Collected data:

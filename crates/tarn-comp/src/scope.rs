//! Scopes, the register allocator, and symbol resolution.

use std::hash::BuildHasherDefault;

use indexmap::IndexMap;
use log::trace;
use rustc_hash::FxHasher;

use tarn_core::{FuncDef, Symbol, Value};

use crate::slot::{Slot, SLOT_CONSTANT};
use crate::Compilation;

/// Bit-set register allocator.
///
/// Registers 0..255 are near; anything past that is far and must be lowered
/// through moves when used as an instruction operand. Allocation returns the
/// lowest clear bit; the high-water mark becomes the funcdef's slot count.
#[derive(Debug, Clone, Default)]
pub(crate) struct RegAlloc {
    bits: Vec<u64>,
    /// Highest index ever allocated, -1 when untouched.
    max: i32,
}

impl RegAlloc {
    pub fn new() -> Self {
        Self::default()
    }

    /// Claim the lowest free register.
    pub fn alloc(&mut self) -> u32 {
        for (word_index, word) in self.bits.iter_mut().enumerate() {
            if *word != u64::MAX {
                let bit = word.trailing_ones();
                *word |= 1u64 << bit;
                let index = word_index as u32 * 64 + bit;
                self.max = self.max.max(index as i32);
                return index;
            }
        }
        self.bits.push(1);
        let index = (self.bits.len() as u32 - 1) * 64;
        self.max = self.max.max(index as i32);
        index
    }

    /// Release a register.
    pub fn free(&mut self, index: u32) {
        let word = (index / 64) as usize;
        if let Some(w) = self.bits.get_mut(word) {
            *w &= !(1u64 << (index % 64));
        }
    }

    /// Force a register to be considered in use (kept bindings from popped
    /// child scopes).
    pub fn set(&mut self, index: u32) {
        let word = (index / 64) as usize;
        if word >= self.bits.len() {
            self.bits.resize(word + 1, 0);
        }
        self.bits[word] |= 1u64 << (index % 64);
        self.max = self.max.max(index as i32);
    }

    pub fn is_set(&self, index: u32) -> bool {
        let word = (index / 64) as usize;
        self.bits
            .get(word)
            .map(|w| w & (1u64 << (index % 64)) != 0)
            .unwrap_or(false)
    }

    /// One past the highest register ever allocated.
    pub fn high_water(&self) -> u32 {
        (self.max + 1) as u32
    }

    /// Fold a popped child's high-water mark into this allocator.
    pub fn merge_high_water(&mut self, child: &RegAlloc) {
        self.max = self.max.max(child.max);
    }
}

/// This scope is the root of a function body.
pub(crate) const SCOPE_FUNCTION: u8 = 0x01;
/// Some nested function closed over this function's frame.
pub(crate) const SCOPE_ENV_CAPTURED: u8 = 0x02;
/// Code in this scope will never run; references through it are dead.
pub(crate) const SCOPE_UNUSED: u8 = 0x04;
/// The outermost scope of a compilation.
pub(crate) const SCOPE_TOP: u8 = 0x08;

/// Where a captured environment comes from, seen from this function.
#[derive(Debug, Clone, Copy, PartialEq, Eq)]
pub(crate) enum EnvRef {
    /// The enclosing function's own stack frame.
    Own,
    /// An entry of the enclosing function's environment table.
    Parent(usize),
}

/// One lexical binding.
#[derive(Debug, Clone)]
pub(crate) struct ScopeBinding {
    pub name: Symbol,
    pub slot: Slot,
    /// Preserve the register past this scope's pop (captured by a closure).
    pub keep: bool,
}

pub(crate) type ConstantPool = IndexMap<Value, u16, BuildHasherDefault<FxHasher>>;

/// One entry of the compile-time scope stack.
///
/// The stack is an owned vector; a scope's parent is simply the entry below
/// it. Constant pools, nested funcdefs, and environment tables are only
/// populated on function scopes; lexical scopes inherit a copy of the parent
/// allocator and merge the high-water mark back on pop.
#[derive(Debug, Default)]
pub(crate) struct Scope {
    pub flags: u8,
    pub bindings: Vec<ScopeBinding>,
    pub alloc: RegAlloc,
    /// Registers from popped child scopes that must stay live.
    pub kept: Vec<u32>,
    // Function-scope state.
    pub constants: ConstantPool,
    pub defs: Vec<std::rc::Rc<FuncDef>>,
    pub envs: Vec<EnvRef>,
    pub bytecode_start: usize,
    pub name: Option<Symbol>,
}

impl Scope {
    pub fn is_function(&self) -> bool {
        self.flags & SCOPE_FUNCTION != 0
    }
}

impl Compilation<'_> {
    /// Open a lexical scope that shares the enclosing register space.
    pub(crate) fn push_scope(&mut self) {
        let alloc = self.scopes.last().map(|s| s.alloc.clone()).unwrap_or_default();
        trace!("push scope (depth {})", self.scopes.len() + 1);
        self.scopes.push(Scope {
            alloc,
            ..Scope::default()
        });
    }

    /// Open a function-root scope with a fresh register space.
    pub(crate) fn push_function_scope(&mut self, extra_flags: u8, name: Option<Symbol>) {
        trace!(
            "push function scope {:?} (depth {})",
            name.as_ref().map(|s| s.as_str()),
            self.scopes.len() + 1
        );
        self.scopes.push(Scope {
            flags: SCOPE_FUNCTION | extra_flags,
            bytecode_start: self.bytecode.len(),
            name,
            ..Scope::default()
        });
    }

    /// Close a lexical scope: the parent inherits the high-water mark and
    /// any registers that closures still reference.
    pub(crate) fn pop_scope(&mut self) {
        let child = self.scopes.pop().expect("scope stack underflow");
        debug_assert!(!child.is_function(), "function scopes pop through finish_function_scope");
        trace!("pop scope (depth {})", self.scopes.len());
        let parent = self.scopes.last_mut().expect("scope stack underflow");
        parent.alloc.merge_high_water(&child.alloc);
        for index in child.kept {
            parent.alloc.set(index);
            parent.kept.push(index);
        }
        for binding in &child.bindings {
            if binding.keep && binding.slot.index >= 0 {
                let index = binding.slot.index as u32;
                parent.alloc.set(index);
                parent.kept.push(index);
            }
        }
    }

    /// Index of the innermost function scope.
    pub(crate) fn function_scope_index(&self) -> usize {
        self.scopes
            .iter()
            .rposition(|s| s.is_function())
            .expect("no function scope open")
    }

    /// True if the symbol is bound in any open scope; used to let local
    /// bindings shadow environment macros.
    pub(crate) fn scope_has(&self, sym: &Symbol) -> bool {
        self.scopes
            .iter()
            .any(|s| s.bindings.iter().any(|b| b.name == *sym))
    }

    /// Bind a symbol in the innermost scope.
    pub(crate) fn bind(&mut self, name: Symbol, slot: Slot) {
        self.scopes
            .last_mut()
            .expect("scope stack underflow")
            .bindings
            .push(ScopeBinding { name, slot, keep: false });
    }

    /// Search the scope stack for a symbol.
    ///
    /// Constants and environment refs come back as-is. A hit inside the
    /// current function is a local slot. A hit beyond a function boundary
    /// marks the binding kept, flags the owning function as captured, and
    /// threads an environment entry through every intervening function,
    /// returning an upvalue slot. Crossing an unused scope yields a dead
    /// nil slot with no capture recorded.
    pub(crate) fn resolve_local(&mut self, sym: &Symbol) -> Option<Slot> {
        let mut hit: Option<(usize, usize)> = None;
        for i in (0..self.scopes.len()).rev() {
            if let Some(j) = self.scopes[i]
                .bindings
                .iter()
                .rposition(|b| b.name == *sym)
            {
                hit = Some((i, j));
                break;
            }
        }
        let (scope_index, binding_index) = hit?;
        let slot = self.scopes[scope_index].bindings[binding_index].slot.clone();
        if slot.flags & SLOT_CONSTANT != 0 {
            return Some(slot);
        }
        let current_fn = self.function_scope_index();
        if scope_index >= current_fn {
            return Some(slot);
        }
        if self.scopes[scope_index + 1..]
            .iter()
            .any(|s| s.flags & SCOPE_UNUSED != 0)
        {
            // The reference can never run; do not record a capture.
            return Some(Slot::nil());
        }

        self.scopes[scope_index].bindings[binding_index].keep = true;
        let defining_fn = self.scopes[..=scope_index]
            .iter()
            .rposition(|s| s.is_function())
            .expect("binding outside any function scope");
        self.scopes[defining_fn].flags |= SCOPE_ENV_CAPTURED;
        trace!(
            "capture {} from function scope {} into {}",
            sym,
            defining_fn,
            current_fn
        );

        // Thread an environment entry through every function scope between
        // the defining function (exclusive) and the current one (inclusive).
        let mut parent_entry: Option<usize> = None;
        for f in defining_fn + 1..self.scopes.len() {
            if !self.scopes[f].is_function() {
                continue;
            }
            let env_ref = match parent_entry {
                None => EnvRef::Own,
                Some(index) => EnvRef::Parent(index),
            };
            let index = match self.scopes[f].envs.iter().position(|e| *e == env_ref) {
                Some(index) => index,
                None => {
                    self.scopes[f].envs.push(env_ref);
                    self.scopes[f].envs.len() - 1
                }
            };
            parent_entry = Some(index);
        }

        let envindex = parent_entry.expect("capture must cross a function scope") as i32;
        Some(Slot {
            flags: slot.flags,
            index: slot.index,
            envindex,
            constant: None,
        })
    }
}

_ASSIGNMENT_: Copy exactly the lines that run from the first line of the data to the line containing "use crate::Compilation;", please, with both ends included and nothing else.

_SOLUTION_:
filename crates/tarn-comp/src/scope.rs
//! Scopes, the register allocator, and symbol resolution.

use std::hash::BuildHasherDefault;

use indexmap::IndexMap;
use log::trace;
use rustc_hash::FxHasher;

use tarn_core::{FuncDef, Symbol, Value};

use crate::slot::{Slot, SLOT_CONSTANT};
use crate::Compilation;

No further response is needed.